Moving to two dimensions, we have curves given by implicit equations like $f(x,y)=0$. In other words we have sets of the form $S = \{(x,y) \in \mathbb{R}^2 : f(x,y)=0\}$, and it is reasonable to ask whether such a set can be parameterised. In other words, can we find an interval $I$ and a function $g: I \to \mathbb{R}^2$ such that $g(I) = S$.
If $g$ is continuous, then $g(I)$ will be a connected set. So, if the original curve has multiple disjoint pieces, then obviously you're going to have trouble. For example, the "curve" with equation $x^2 = 1$ is a pair of straight lines, which can not be parameterised using a single parametric equation. The hyperbola $xy=1$ is a more interesting example.
In these sorts of situations, you may have to settle for parameterising just one connected piece of the curve. I expect that this will be possible in calculus problems, but I can't prove that its always possible.
Another point is that you can often find several simple parameterizations, and choosing a good one can make your work (like computing derivatives) significantly easier.

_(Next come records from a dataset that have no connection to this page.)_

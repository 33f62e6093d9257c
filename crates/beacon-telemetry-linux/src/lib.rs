//! Native Linux telemetry adapter
//!
//! Battery percentage comes from the kernel's power-supply class under
//! `/sys/class/power_supply`; the location fix is delegated to the
//! IP-geolocation fallback, which is the best a machine without location
//! hardware can do.

mod battery;

pub use battery::*;

use async_trait::async_trait;
use beacon_api::{Coordinates, NetworkStatus};
use beacon_telemetry::{IpGeoTelemetry, TelemetryResult, TelemetrySource};

/// Telemetry adapter for Linux hosts
pub struct LinuxTelemetry {
    battery: BatteryReader,
    geo: IpGeoTelemetry,
}

impl LinuxTelemetry {
    /// Create an adapter reading the default sysfs tree
    pub fn new(geo: IpGeoTelemetry) -> Self {
        Self {
            battery: BatteryReader::system(),
            geo,
        }
    }

    /// Create an adapter reading a custom sysfs root (for testing)
    pub fn with_battery_reader(battery: BatteryReader, geo: IpGeoTelemetry) -> Self {
        Self { battery, geo }
    }
}

#[async_trait]
impl TelemetrySource for LinuxTelemetry {
    async fn location(&self) -> TelemetryResult<Coordinates> {
        self.geo.lookup().await
    }

    async fn battery_percent(&self) -> TelemetryResult<u8> {
        self.battery.capacity_percent()
    }

    async fn network_status(&self) -> NetworkStatus {
        self.geo.network_status().await
    }
}
//! Telemetry source trait

use async_trait::async_trait;
use beacon_api::{Coordinates, NetworkStatus, Sample};
use tracing::warn;

use crate::{FALLBACK_BATTERY_PERCENT, FALLBACK_COORDINATES, TelemetryResult};

/// Telemetry source trait - implemented by platform-specific adapters
#[async_trait]
pub trait TelemetrySource: Send + Sync {
    /// Get the current location fix
    async fn location(&self) -> TelemetryResult<Coordinates>;

    /// Get the current battery percentage (0-100)
    async fn battery_percent(&self) -> TelemetryResult<u8>;

    /// Get the current network reachability.
    ///
    /// This is infallible: an adapter that cannot probe reports `Offline`.
    async fn network_status(&self) -> NetworkStatus;

    /// Collect one timestamped sample.
    ///
    /// Sensor failures are absorbed here: a failed location falls back to
    /// [`FALLBACK_COORDINATES`], a failed battery read to
    /// [`FALLBACK_BATTERY_PERCENT`]. This call never fails outward.
    async fn sample(&self) -> Sample {
        let location = match self.location().await {
            Ok(location) => location,
            Err(e) => {
                warn!(error = %e, "Location unavailable, using fallback coordinate");
                FALLBACK_COORDINATES
            }
        };

        let battery = match self.battery_percent().await {
            Ok(pct) => pct.min(100),
            Err(e) => {
                warn!(error = %e, "Battery level unavailable, using fallback");
                FALLBACK_BATTERY_PERCENT
            }
        };

        let network = self.network_status().await;

        Sample::new(beacon_util::now(), location, battery, network)
    }
}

For example, if you want to parameterize the unit semi-circle where $y \ge 0$, you have your choice of
$$
x = t \quad ; \quad y = \sqrt{1-t^2} \quad (-1 \le t \le 1)
$$
$$
x = \cos(t) \quad ; \quad y = \sin(t) \quad (0 \le t \le \pi)
$$
$$
x = \frac{2t}{1+t^2} \quad ; \quad y = \frac{1-t^2}{1+t^2} \quad (-1 \le t \le 1)
$$
Any of these might be the most suitable, depending on your purpose. A slightly more interesting example is the hyperbola $x^2 - y^2 = 1$. Some possible parameterizations of the right-hand half are:
$$
x = \sec(\theta) \quad ; \quad y = \tan(\theta) \quad (-\pi/2 < \theta < \pi/2)
$$
$$
x = \cosh(\phi) \quad ; \quad y = \sinh(\phi) \quad (-\infty < \phi < \infty)
$$
$$
x = t + \frac1t \quad ; \quad y = t - \frac1t \quad (-\infty < \theta < \infty)
$$
It's hard to offer any universal advice for finding parameterizations, but a technique that often works is "moving lines". You imagine a straight line that is either moving or rotating, so that its position or angle is controlled by a parameter $t$. Suppose you can find an intersection point $P(t)$ of this line with your given curve. Then the mapping $t \mapsto P(t)$ gives you a parameterization (of some portion of the curve, anyway).

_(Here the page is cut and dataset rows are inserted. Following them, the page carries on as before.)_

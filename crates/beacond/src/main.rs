//! beacond - the device telemetry beacon agent
//!
//! This is the main entry point for the agent. It wires together:
//! - Configuration loading
//! - The file-backed store
//! - A telemetry adapter
//! - The HTTP backend client
//! - The agent engine, driven by a periodic tick

use anyhow::{Context, Result, bail};
use beacon_config::{Settings, TelemetryAdapter, load_config};
use beacon_core::{Agent, AgentOptions, HttpBackend, SyncOutcome};
use beacon_store::{FileStore, Store};
use beacon_telemetry::{IpGeoTelemetry, ReachabilityProbe, StaticTelemetry, TelemetrySource};
use beacon_telemetry_linux::LinuxTelemetry;
use beacon_util::default_config_path;
use clap::Parser;
use std::path::PathBuf;
use std::sync::Arc;
use tokio::signal::unix::{SignalKind, signal};
use tracing::{info, warn};
use tracing_subscriber::EnvFilter;

/// beacond - periodic device telemetry collection with batched sync
#[derive(Parser, Debug)]
#[command(name = "beacond")]
#[command(about = "Device telemetry beacon agent", long_about = None)]
struct Args {
    /// Configuration file path (default: ~/.config/beacond/config.toml)
    #[arg(short, long, default_value_os_t = default_config_path())]
    config: PathBuf,

    /// Data directory override (or set BEACON_DATA_DIR env var)
    #[arg(short, long, env = "BEACON_DATA_DIR")]
    data_dir: Option<PathBuf>,

    /// Username submitted at registration (overrides config)
    #[arg(short, long)]
    username: Option<String>,

    /// Log level
    #[arg(short, long, default_value = "info")]
    log_level: String,
}

/// Main service state
struct Service {
    agent: Agent,
    settings: Settings,
    username: String,
}

impl Service {
    fn new(args: &Args) -> Result<Self> {
        let settings = load_config(&args.config)
            .with_context(|| format!("Failed to load config from {:?}", args.config))?;

        info!(
            config_path = %args.config.display(),
            endpoint = %settings.api.base_url,
            "Configuration loaded"
        );

        let username = match args
            .username
            .clone()
            .or_else(|| settings.agent.username.clone())
        {
            Some(username) => username,
            None => bail!("No username configured (set agent.username or pass --username)"),
        };

        let data_dir = args
            .data_dir
            .clone()
            .unwrap_or_else(|| settings.daemon.data_dir.clone());

        let store: Arc<dyn Store> = Arc::new(
            FileStore::open(&data_dir)
                .with_context(|| format!("Failed to open data directory {:?}", data_dir))?,
        );

        info!(data_dir = %data_dir.display(), "Store initialized");

        let telemetry = build_telemetry(&settings);
        let backend = Arc::new(HttpBackend::new(
            settings.api.base_url.clone(),
            settings.api.request_timeout,
        ));

        let options = AgentOptions {
            batch_size: settings.agent.batch_size,
            max_cache_size: settings.agent.max_cache_size,
        };
        let agent = Agent::new(store, telemetry, backend, options);

        Ok(Self {
            agent,
            settings,
            username,
        })
    }

    async fn run(mut self) -> Result<()> {
        // Registration gates the periodic loop
        self.agent
            .start(&self.username)
            .await
            .context("Registration failed, not starting the collection loop")?;

        let mut sigterm =
            signal(SignalKind::terminate()).context("Failed to create SIGTERM handler")?;
        let mut sigint =
            signal(SignalKind::interrupt()).context("Failed to create SIGINT handler")?;
        let mut sighup = signal(SignalKind::hangup()).context("Failed to create SIGHUP handler")?;

        let mut tick_timer = tokio::time::interval(self.settings.agent.collect_interval);
        // Ticks never overlap: the body runs to completion before the next
        // tick is polled, and missed ticks are skipped rather than bursted
        tick_timer.set_missed_tick_behavior(tokio::time::MissedTickBehavior::Skip);

        info!(
            interval_secs = self.settings.agent.collect_interval.as_secs(),
            "Agent running"
        );

        loop {
            tokio::select! {
                _ = sigterm.recv() => {
                    info!("Received SIGTERM, shutting down gracefully");
                    break;
                }
                _ = sigint.recv() => {
                    info!("Received SIGINT, shutting down gracefully");
                    break;
                }
                _ = sighup.recv() => {
                    info!("Received SIGHUP, shutting down gracefully");
                    break;
                }

                _ = tick_timer.tick() => {
                    self.tick().await;
                }
            }
        }

        // Best-effort final drain happens inside stop()
        self.agent.stop().await;

        Ok(())
    }

    async fn tick(&mut self) {
        let sample = self.agent.collect_and_cache().await;

        match self.agent.sync_cache().await {
            SyncOutcome::Sent { count } => {
                info!(sent = count, "Sync complete");
            }
            SyncOutcome::Skipped => {}
            SyncOutcome::Revoked => {
                warn!("Device revoked; samples will be collected but never submitted");
            }
            SyncOutcome::Failed { reason } => {
                warn!(reason, "Sync failed, retrying on the next tick");
            }
        }

        let status = self.agent.status();
        info!(
            battery = sample.battery,
            network = ?sample.network,
            cached = status.cached,
            revoked = status.revoked,
            "Tick complete"
        );
    }
}

fn build_telemetry(settings: &Settings) -> Arc<dyn TelemetrySource> {
    let telemetry = &settings.telemetry;
    let probe = ReachabilityProbe::new(telemetry.probe_url.clone(), telemetry.probe_timeout);

    match telemetry.adapter {
        TelemetryAdapter::Linux => {
            let geo = IpGeoTelemetry::new(telemetry.geo_url.clone(), telemetry.geo_timeout, probe);
            Arc::new(LinuxTelemetry::new(geo))
        }
        TelemetryAdapter::IpGeo => Arc::new(IpGeoTelemetry::new(
            telemetry.geo_url.clone(),
            telemetry.geo_timeout,
            probe,
        )),
        TelemetryAdapter::Static => Arc::new(StaticTelemetry::default()),
    }
}

#[tokio::main]
async fn main() -> Result<()> {
    let args = Args::parse();

    // Initialize logging
    let filter =
        EnvFilter::try_from_default_env().unwrap_or_else(|_| EnvFilter::new(&args.log_level));

    tracing_subscriber::fmt()
        .with_env_filter(filter)
        .with_target(true)
        .init();

    info!(version = env!("CARGO_PKG_VERSION"), "beacond starting");

    let service = Service::new(&args)?;
    service.run().await
}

The situation with surfaces in three dimensions is largely analogous. The "moving lines" idea uses a two-parameter family of lines. One obvious family is formed by taking the vertical line through the point $(x,y,0)$, which gives you surfaces of the form $z = f(x,y)$. Another choice is lines parameterized by polar angles $(\theta,\phi)$. I generally don't venture into higher dimensions.